Чуть в лучшем положении находился К. Е. Ворошилов. Вытесненный на периферию системы высшей власти — на традиционно второстепенную в советской политической системе роль куратора культуры, Ворошилов также был ограничен в правах члена Политбюро, поскольку не входил в его руководящую группу. При этом Ворошилов также нередко болел и находился в отпусках[339] .
Если Андреев и Ворошилов оставались скорее символами революционной легитимности власти, то другие представители «старой гвардии» — В. М. Молотов, А. И. Микоян, Л. М. Каганович были реально действовавшими членами сталинского Политбюро. Молотов и Микоян, хотя подвергались периодическим нападкам, продолжали выполнять важнейшие государственные функции и входили в состав всех высших партийно-государственных органов. Каганович к концу 1940-х годов в значительной мере восстановил свои позиции в окружении Сталина. Судя по протоколам заседаний Политбюро и записям в журнале регистрации кремлевского кабинета Сталина, Каганович после возвращения в конце 1947 года с Украины в Москву фактически был включен в состав руководящей группы Политбюро, хотя формальное решение по этому поводу не принималось. Как заместитель Сталина по Совету министров, Каганович также входил в руководящие органы правительства.
Более многочисленной была вторая группа членов Политбюро, по возрасту и времени вхождения в высшие структуры, следовавшая за «стариками». В ней также были свои лидеры и аутсайдеры. К числу последних принадлежал А. Н. Косыгин, связанный с расстрелянными «ленинградцами». Сталин сохранил ему жизнь и должность, но лишил места в высших эшелонах власти. Решение о введение Косыгина в состав руководящей группы Политбюро, принятое в 1948 году, после «ленинградского дела» превратилось в пустую бумажку. Хотя формально оно не отменялось, фактически Косыгин не участвовал в работе Политбюро и после 1949 года ни разу не появлялся на заседаниях в кабинете Сталина.
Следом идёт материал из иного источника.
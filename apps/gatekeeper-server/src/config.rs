//! Layered application configuration.

use std::path::Path;

use api_gateway::ApiGatewayConfig;
use authn_gate::AuthNGateConfig;
use authz_gate::AuthZGateConfig;
use figment::Figment;
use figment::providers::{Env, Format, Serialized, Yaml};
use serde::{Deserialize, Serialize};
use static_authority_plugin::StaticAuthorityConfig;
use static_permission_plugin::StaticPermissionConfig;

/// Environment variables with this prefix override file values;
/// `__` separates nested keys (`GATEKEEPER__SERVER__BIND_ADDR`).
pub const ENV_PREFIX: &str = "GATEKEEPER__";

#[derive(Debug, Clone, Default, Deserialize, Serialize)]
#[serde(default, deny_unknown_fields)]
pub struct AppConfig {
    pub logging: LoggingConfig,
    pub server: ApiGatewayConfig,
    pub housekeeping: HousekeepingConfig,
    pub authn: AuthNGateConfig,
    pub authz: AuthZGateConfig,
    pub static_authority: StaticAuthorityConfig,
    pub static_permissions: StaticPermissionConfig,
}

#[derive(Debug, Clone, Deserialize, Serialize)]
#[serde(default, deny_unknown_fields)]
pub struct LoggingConfig {
    /// Filter used when `RUST_LOG` is unset.
    pub level: String,
    /// Emit JSON lines instead of human-readable output.
    pub json: bool,
}

impl Default for LoggingConfig {
    fn default() -> Self {
        Self {
            level: "info".to_owned(),
            json: false,
        }
    }
}

#[derive(Debug, Clone, Deserialize, Serialize)]
#[serde(default, deny_unknown_fields)]
pub struct HousekeepingConfig {
    /// How often expired cache entries are swept. `0` disables the sweep.
    pub purge_interval_secs: u64,
}

impl Default for HousekeepingConfig {
    fn default() -> Self {
        Self {
            purge_interval_secs: 60,
        }
    }
}

/// Defaults, then the YAML file if given, then environment overrides.
///
/// # Errors
///
/// Fails if the file is unreadable or any layer does not fit [`AppConfig`].
pub fn load(path: Option<&Path>) -> anyhow::Result<AppConfig> {
    let mut figment = Figment::from(Serialized::defaults(AppConfig::default()));
    if let Some(path) = path {
        if !path.is_file() {
            anyhow::bail!("config file not found: {}", path.display());
        }
        figment = figment.merge(Yaml::file(path));
    }
    let cfg = figment
        .merge(Env::prefixed(ENV_PREFIX).split("__"))
        .extract()?;
    Ok(cfg)
}

#[cfg(test)]
#[cfg_attr(coverage_nightly, coverage(off))]
mod tests {
    use std::path::PathBuf;

    use figment::Jail;
    use static_authority_plugin::AuthorityMode;

    use super::*;

    #[test]
    fn defaults_without_file_or_env() {
        Jail::expect_with(|_jail| {
            let cfg = load(None).expect("defaults load");
            assert_eq!(cfg.server.bind_addr, "127.0.0.1:8080");
            assert!(cfg.server.require_auth_by_default);
            assert!(cfg.authz.enabled);
            assert_eq!(cfg.logging.level, "info");
            assert_eq!(cfg.housekeeping.purge_interval_secs, 60);
            Ok(())
        });
    }

    #[test]
    fn yaml_file_overrides_defaults() {
        Jail::expect_with(|jail| {
            jail.create_file(
                "gatekeeper.yaml",
                r#"
server:
  bind_addr: 0.0.0.0:9000
authn:
  leeway_secs: 5
authz:
  policies:
    products.update:
      operator: and
      permissions: ["Product:Update", "Stock:Update"]
static_authority:
  mode: static_tokens
  tokens: [abc]
"#,
            )?;
            let cfg = load(Some(&PathBuf::from("gatekeeper.yaml"))).expect("file loads");
            assert_eq!(cfg.server.bind_addr, "0.0.0.0:9000");
            assert_eq!(cfg.authn.leeway_secs, 5);
            assert_eq!(
                cfg.authz.policies["products.update"].permissions,
                ["Product:Update", "Stock:Update"]
            );
            assert_eq!(cfg.static_authority.mode, AuthorityMode::StaticTokens);
            Ok(())
        });
    }

    #[test]
    fn environment_overrides_file() {
        Jail::expect_with(|jail| {
            jail.create_file("gatekeeper.yaml", "authz:\n  enabled: true\n")?;
            jail.set_env("GATEKEEPER__AUTHZ__ENABLED", "false");
            jail.set_env("GATEKEEPER__LOGGING__LEVEL", "debug");
            let cfg = load(Some(&PathBuf::from("gatekeeper.yaml"))).expect("env applies");
            assert!(!cfg.authz.enabled);
            assert_eq!(cfg.logging.level, "debug");
            Ok(())
        });
    }

    #[test]
    fn unknown_keys_are_rejected() {
        Jail::expect_with(|jail| {
            jail.create_file("gatekeeper.yaml", "server:\n  port: 8080\n")?;
            assert!(load(Some(&PathBuf::from("gatekeeper.yaml"))).is_err());
            Ok(())
        });
    }

    #[test]
    fn shipped_sample_config_loads() {
        Jail::expect_with(|jail| {
            jail.create_file(
                "gatekeeper.yaml",
                include_str!("../../../config/gatekeeper.yaml"),
            )?;
            let cfg = load(Some(&PathBuf::from("gatekeeper.yaml"))).expect("sample loads");
            assert_eq!(cfg.authz.policies.len(), 2);
            assert_eq!(cfg.static_authority.mode, AuthorityMode::AcceptAll);
            assert_eq!(cfg.static_permissions.subjects["alice"].len(), 3);
            Ok(())
        });
    }

    #[test]
    fn missing_file_is_an_error() {
        Jail::expect_with(|_jail| {
            assert!(load(Some(&PathBuf::from("absent.yaml"))).is_err());
            Ok(())
        });
    }
}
Формально, по степени важности занимаемых постов эту группу в начале 1950 года возглавляли Г. М. Маленков и Н. А. Булганин. Маленков был единственным из высших советских руководителей (кроме самого Сталина), который совмещал ключевые посты в партийном и государственном аппарате. Маленков руководил работой Секретариата и Оргбюро ЦК ВКП(б) и фактически был заместителем Сталина по партии. Именно на имя Маленкова, так же как и на имя Сталина, часто поступали разного рода обращения министров и местных руководителей, предназначенные для рассмотрения или согласования в партийном порядке. Как заместитель председателя Совмина Маленков входил в состав всех руководящих органов правительства и курировал сельское хозяйство. Булганин, как уже говорилось, с апреля 1950 года занимал пост первого заместителя Сталина в правительстве. На практике это означало, что Булганин получил более широкие возможности для контактов со Сталиным. Во время отпуска Сталина в августе-ноябре 1950 года именно Булганин посылал ему докладные записки, в которых сообщал об основных вопросах, рассмотренных на заседаниях Бюро Президиума Совета министров, о готовящихся проектах постановлений правительства, о работе руководящей группы Политбюро по внешнеполитическим проблемам[340].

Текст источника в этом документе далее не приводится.